Reading Issues
You get asked a lot of questions when you’re a best-selling author. You get asked just as many questions if you’re me—they’re just about different things. One of the big ones I get asked is, “Who do you read?”
I typically answer, “I’m not carny folk. I don’t read people, I read books.”
Then when the person gets done punching me, I grab the nearest ice pack and we sit down to talk about my latest reads. We mostly talk about the latest, because I read a lot of books.
For the record, Stephen King is right. To be a writer, you have to read a lot. In fact, he’s so right that I have to mail him a royalty check for every book I read. The good news is that I’ve read enough this year that I can claim him as a dependent on my income tax form.
But I digress.
The real problem with reading, even reading a lot, is that there are always more books out there than you can actually read in your lifetime. So you gotta get the good ones.
How do you find ’em?
You could listen to your sister, or your aunt, or what have you. But then there’s that old Italian proverb—A faithful friend is worth 10,000 relatives. And while your friends are great for moving couches and crying on their shoulder after break-ups, should they really be your literary go-to?

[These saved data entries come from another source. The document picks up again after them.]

use crate::common::logger::init_test_logger;
use crate::common::tempdb::db_with_pages;
use ferrite_aries::common::config::MASTER_RECORD_LSN;
use ferrite_aries::common::db_instance::{DBConfig, DBInstance};
use ferrite_aries::recovery::log_record::{LogRecord, LogRecordType};

fn large_pool_config() -> DBConfig {
    DBConfig {
        buffer_pool_size: 512,
        enable_locking: false,
    }
}

#[test]
fn large_checkpoint_spans_several_records_and_recovers() {
    init_test_logger();
    let (db, _, pages) = db_with_pages(large_pool_config(), 300);

    let winner = db.begin_transaction();
    for (index, &page_id) in pages.iter().enumerate() {
        db.write(&winner, page_id, 0, &(index as u32).to_le_bytes())
            .unwrap();
    }
    db.commit(&winner).unwrap();

    let loser = db.begin_transaction();
    for &page_id in pages.iter().take(20) {
        db.write(&loser, page_id, 8, &[0xff; 4]).unwrap();
    }

    let begin_lsn = db.checkpoint().unwrap();
    assert_eq!(
        db.get_log_manager()
            .fetch_log_record(MASTER_RECORD_LSN)
            .unwrap(),
        LogRecord::Master {
            last_checkpoint_lsn: begin_lsn
        }
    );
    let end_records: Vec<LogRecord> = db
        .get_log_manager()
        .scan_from(begin_lsn + 1)
        .map(|(_, record)| record)
        .take_while(|record| record.get_log_record_type() == LogRecordType::EndCheckpoint)
        .collect();
    assert_eq!(end_records.len(), 2);
    let dirty_pages: usize = end_records
        .iter()
        .map(|record| match record {
            LogRecord::EndCheckpoint {
                dirty_page_table, ..
            } => dirty_page_table.len(),
            _ => 0,
        })
        .sum();
    assert_eq!(dirty_pages, pages.len());

    let disk = db.crash();
    let (db, pending) = DBInstance::open(large_pool_config(), disk).unwrap();
    pending.run().unwrap();

    let reader = db.begin_transaction();
    for (index, &page_id) in pages.iter().enumerate() {
        assert_eq!(
            db.read(&reader, page_id, 0, 12).unwrap(),
            [(index as u32).to_le_bytes(), [0; 4], [0; 4]].concat()
        );
    }
}

#[test]
fn analysis_starts_from_latest_checkpoint() {
    init_test_logger();
    let (db, _, pages) = db_with_pages(large_pool_config(), 1);

    let txn = db.begin_transaction();
    db.write(&txn, pages[0], 0, &[1]).unwrap();
    db.commit(&txn).unwrap();
    db.flush_all_pages().unwrap();
    let begin_lsn = db.checkpoint().unwrap();
    let disk = db.crash();

    let (db, pending) = DBInstance::open(large_pool_config(), disk).unwrap();
    let recovery_manager = db.get_recovery_manager();
    assert!(recovery_manager.get_dirty_page_table().is_empty());
    assert!(recovery_manager.get_transaction_table().is_empty());
    pending.run().unwrap();

    let master = db
        .get_log_manager()
        .fetch_log_record(MASTER_RECORD_LSN)
        .unwrap();
    match master {
        LogRecord::Master {
            last_checkpoint_lsn,
        } => assert!(last_checkpoint_lsn > begin_lsn),
        other => panic!("unexpected master record {}", other),
    }
}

Case in point: I have a friend who reads fishing books. Fishing books! Books about fishing. There’s no way to say it and make it less horrible. I’ve been fishing and the only thing worse that I could imagine is reading about someone else doing it.
Seriously. It has all the appeal of the Encyclopedia of Flossing. For the record, the saddest thing about that joke is that there probably really is an Encyclopedia of Flossing. Like you’d read a volume as a palate-cleanser between fishing books.
Bet my friend has it on a shelf somewhere.
But I digress … again.
You could always get your recommendations from Books-a-Million or Barnes and Noble—assuming you get one of the employees that actually reads. Which should be a job requirement, am I right?
“What are you reading right now?” should be the first question when they sit down for the job interview. And if the answer is “um…” or “I’m not really much of a reader,” which is what the last guy said when I asked where I could find Jeff Zentner’s The Serpent King, show them the door. You may even have to explain its use.
Good luck learning how to flip burgers, you illiterate knob!
Sorry you had to see that.
Okay. Fine. I digressed my way to the end of another blog.
But if you’re looking for some YA recommendations, check out Brittany’s Book Rambles.
Don’t say I never gave you nuthin.
Later.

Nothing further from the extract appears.